Prof Bitange Ndemo of University of Nairobi's Business School has similar sentiments, calling for more commitment towards the actualiSation of a trade bloc, to ward off vulnerability to technological manipulation by the developed world, which lies in its disjointed progress in the current revolution.
"Time is running out for the unification of all 55 nations. We need to enhance efforts of strengthening AfCFTA which will be a 1.3 billion people digital single market for Africa to negotiate in the global digital economy. We cannot compete as independent nations, we have to unite so that the world can listen to us," he remarks.
From South Africa to Eritrea, Kenya to Benin, Morocco to Malawi, Egypt to Lesotho, African countries are at different stages of technological adoption, and this disjointed progress could hurt the continent’s dream of a powerful tech market.
AU Commissioner for Trade and Industry, Albert Muchanga recently pledged AU’s commitment in utilizing AfCFTA to foster digital sovereignty through innovation harnessing digital technologies but internet penetration is still way below the global average.
“We have prioritised creating an enabling environment for the digital platforms to adopt the digital transformation strategy. A plan is in place for September 2021 to provide a platform to 150 youth across the continent on a competitive basis to interact with professional tech players and probably have their start-ups funded by the partners,” he noted.
Free trade zone
When AfCFTA was enacted in May 2019, the African Union created the single biggest free trade zone on the planet, containing almost every African country, and it aims to reduce tariffs on 90 per cent of all goods traded.
But to achieve this, Mr Masiyiwa says all African countries need to open up their borders for one another to facilitate free movement of goods, services, capital, and people.
"The continent has 2 billion mobile money users which is a great step in adoption of fintech. But we have to pull together, and speak as one continental voice regarding tech regulation," he says.
Melinda Gates, co-chair of the Bill and Melinda Gates Foundation as well as Pathways Commission, stresses the need for inclusivity in the digital realm, saying glaring gender gaps will hurt Africa's development.
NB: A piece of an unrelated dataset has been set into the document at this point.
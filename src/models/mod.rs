//! Data models for request files and prepared requests.

pub mod request;

pub use request::{HttpMethod, PreparedRequest, RequestError, RequestFile};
"Today, huge gender gaps in digital access are the norm in developing countries. If we invest in closing these gaps, women and girls can start to meet their untapped potential," she says.
Charles Murito, director of government affairs and public policy for Sub-Saharan Africa at Google Africa calls on governments and the private sector to guarantee cyber security for organizations and the safety of the juvenile internet users in the continent, even as conversations around creating a robust digital economy gain attention.